A Alphabet demonstrou força em seus resultados do primeiro trimestre de 2026, com receita de 109,90 bilhões de dólares e lucro por ação de 5,11 dólares. A empresa utiliza seus próprios chips customizados, os TPUs, para alimentar sua infraestrutura de nuvem, enquanto a Broadcom atua como fornecedora de semicondutores para o setor.
A Alphabet, um hyperscaler, alimenta seu backlog de nuvem, avaliado em 460 bilhões de dólares, com seus próprios chips.
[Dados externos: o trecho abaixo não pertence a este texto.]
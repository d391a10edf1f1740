use std::sync::atomic::{AtomicUsize, Ordering};
use std::sync::Arc;
use std::time::Duration;

use async_trait::async_trait;
use chrono::Utc;
use tokio::sync::{mpsc, watch};
use tokio::time::timeout;
use uuid::Uuid;

use volume_scanner::engine::AlertEngine;
use volume_scanner::error::SinkError;
use volume_scanner::model::alert::{Alert, AlertKind};
use volume_scanner::model::tick::Tick;
use volume_scanner::runtime::{process_tick, run_engine, run_sink_dispatcher};
use volume_scanner::sink::{AlertSink, CompositeSink};

const WAIT: Duration = Duration::from_secs(5);

/// Counts writes and fails the first `fail_first` of them.
#[derive(Default)]
struct CountingSink {
    calls: AtomicUsize,
    fail_first: usize,
}

impl CountingSink {
    fn failing(fail_first: usize) -> Self {
        Self {
            calls: AtomicUsize::new(0),
            fail_first,
        }
    }

    fn calls(&self) -> usize {
        self.calls.load(Ordering::SeqCst)
    }
}

#[async_trait]
impl AlertSink for CountingSink {
    fn name(&self) -> &str {
        "counting"
    }

    async fn record(&self, _alert: &Alert) -> Result<(), SinkError> {
        let n = self.calls.fetch_add(1, Ordering::SeqCst);
        if n < self.fail_first {
            return Err(SinkError::Rejected {
                service: "counting",
                status: 503,
                body: "unavailable".to_string(),
            });
        }
        Ok(())
    }
}

fn sample_alert(symbol: &str) -> Alert {
    Alert {
        id: Uuid::new_v4(),
        symbol: symbol.to_string(),
        price: 10.0,
        change_percent: 0.0,
        relative_volume: 2.0,
        kind: AlertKind::VolumeSpike,
        created_at: Utc::now(),
    }
}

#[tokio::test]
/// Verifies sink failures are counted and logged while later alerts still go through.
async fn dispatcher_continues_after_sink_failure() {
    let sink = Arc::new(CountingSink::failing(2));
    let (alert_tx, alert_rx) = mpsc::channel(8);
    let (_shutdown_tx, shutdown_rx) = watch::channel(false);

    for symbol in ["A", "B", "C", "D"] {
        alert_tx.send(sample_alert(symbol)).await.unwrap();
    }
    drop(alert_tx);

    let stats = timeout(WAIT, run_sink_dispatcher(sink.clone(), alert_rx, shutdown_rx))
        .await
        .expect("dispatcher should drain and stop");
    assert_eq!(stats.failed, 2);
    assert_eq!(stats.delivered, 2);
    assert_eq!(sink.calls(), 4);
}

#[tokio::test]
/// Verifies the engine loop applies ticks in order and forwards alerts, ending
/// cleanly once the tick stream closes.
async fn engine_loop_forwards_alerts_in_order() {
    let (tick_tx, tick_rx) = mpsc::channel(32);
    let (alert_tx, mut alert_rx) = mpsc::channel(32);
    let (_shutdown_tx, shutdown_rx) = watch::channel(false);

    for _ in 0..5 {
        tick_tx.send(Tick::new("BTC-USD", 100.0, 1.0, 0.0)).await.unwrap();
    }
    tick_tx.send(Tick::new("BTC-USD", 100.0, 4.0, 0.0)).await.unwrap();
    tick_tx.send(Tick::new("BTC-USD", 105.0, 1.0, 0.5)).await.unwrap();
    drop(tick_tx);

    let stats = timeout(
        WAIT,
        run_engine(AlertEngine::default(), tick_rx, alert_tx, false, shutdown_rx),
    )
    .await
    .expect("engine should stop when ticks end");
    assert_eq!(stats.ticks, 7);
    assert_eq!(stats.alerts, 2);
    assert_eq!(stats.alerts_dropped, 0);

    let spike = alert_rx.recv().await.unwrap();
    assert_eq!(spike.kind, AlertKind::VolumeSpike);
    assert_eq!(spike.relative_volume, 4.0);
    let high = alert_rx.recv().await.unwrap();
    assert_eq!(high.kind, AlertKind::NewHigh);
    assert_eq!(high.change_percent, 0.5);
}

#[tokio::test]
/// Verifies a stalled sink never blocks ingestion: alerts beyond the channel
/// capacity are dropped and every tick is still applied.
async fn full_alert_channel_drops_instead_of_blocking() {
    let (tick_tx, tick_rx) = mpsc::channel(64);
    let (alert_tx, _alert_rx) = mpsc::channel(1);
    let (_shutdown_tx, shutdown_rx) = watch::channel(false);

    tick_tx.send(Tick::new("ETH-USD", 1.0, 1.0, 0.0)).await.unwrap();
    for i in 1..=10 {
        tick_tx
            .send(Tick::new("ETH-USD", 1.0 + i as f64, 1.0, 0.0))
            .await
            .unwrap();
    }
    drop(tick_tx);

    let stats = timeout(
        WAIT,
        run_engine(AlertEngine::default(), tick_rx, alert_tx, false, shutdown_rx),
    )
    .await
    .unwrap();
    assert_eq!(stats.ticks, 11);
    assert_eq!(stats.alerts, 10);
    assert_eq!(stats.alerts_dropped, 9);
}

#[tokio::test]
/// Verifies shutdown stops the engine loop even while the tick sender is alive.
async fn engine_loop_stops_on_shutdown() {
    let (_tick_tx, tick_rx) = mpsc::channel::<Tick>(4);
    let (alert_tx, _alert_rx) = mpsc::channel(4);
    let (shutdown_tx, shutdown_rx) = watch::channel(false);

    let handle = tokio::spawn(run_engine(
        AlertEngine::default(),
        tick_rx,
        alert_tx,
        true,
        shutdown_rx,
    ));
    shutdown_tx.send(true).unwrap();
    let stats = timeout(WAIT, handle).await.unwrap().unwrap();
    assert_eq!(stats.ticks, 0);
}

#[test]
/// Verifies the per-tick boundary returns the engine's decision unchanged.
fn process_tick_passes_through_result() {
    let mut engine = AlertEngine::default();
    let now = Utc::now();
    assert_eq!(
        process_tick(&mut engine, &Tick::new("X", 1.0, 1.0, 0.0), now),
        Ok(None)
    );
    let alert = process_tick(&mut engine, &Tick::new("X", 2.0, 1.0, 0.0), now)
        .unwrap()
        .expect("new high");
    assert_eq!(alert.created_at, now);
}

#[test]
/// Verifies composite ordering: a failed persistence write short-circuits the
/// notification step.
fn composite_stops_at_first_failure() {
    let store = Arc::new(CountingSink::failing(1));
    let notifier = Arc::new(CountingSink::default());
    let sinks: Vec<Box<dyn AlertSink>> = vec![Box::new(store.clone()), Box::new(notifier.clone())];
    let composite = CompositeSink::new(sinks);

    assert!(tokio_test::block_on(composite.record(&sample_alert("A"))).is_err());
    assert_eq!(notifier.calls(), 0);

    assert!(tokio_test::block_on(composite.record(&sample_alert("B"))).is_ok());
    assert_eq!(store.calls(), 2);
    assert_eq!(notifier.calls(), 1);
    assert_eq!(composite.names(), vec!["counting", "counting"]);
}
Segundo a empresa, o Gemini está processando mais de 16 bilhões de tokens por minuto via API direta. O gasto em capital da Alphabet mais que dobrou, atingindo 35,67 bilhões de dólares, e a projeção para 2026 é de 175 a 185 bilhões de dólares, valor que é direcionado ao seu stack de TPUs.
A Broadcom também apresentou resultados sólidos no segundo trimestre de 2026, com EPS de 2,44 dólares e receita de semicondutores de IA subindo 143% ano a ano, totalizando 10,80 bilhões de dólares. A projeção de receita de IA para o terceiro trimestre foi de 16,0 bilhões de dólares, segundo Hock Tan. Contudo, esse crescimento depende de grandes hyperscalers, um dos quais, a Alphabet, está integrando verticalmente suas operações.
A análise aponta que a Alphabet evita a compressão de margem do hardware ao projetar seus TPUs e monetizá-los através da nuvem, adicionando um ecossistema Gemini soberano. A Broadcom, por sua vez, vende aceleradores e switches Ethernet para os mesmos clientes, mas enfrenta custos crescentes de fundição e concorrência no campo de ASICs customizados.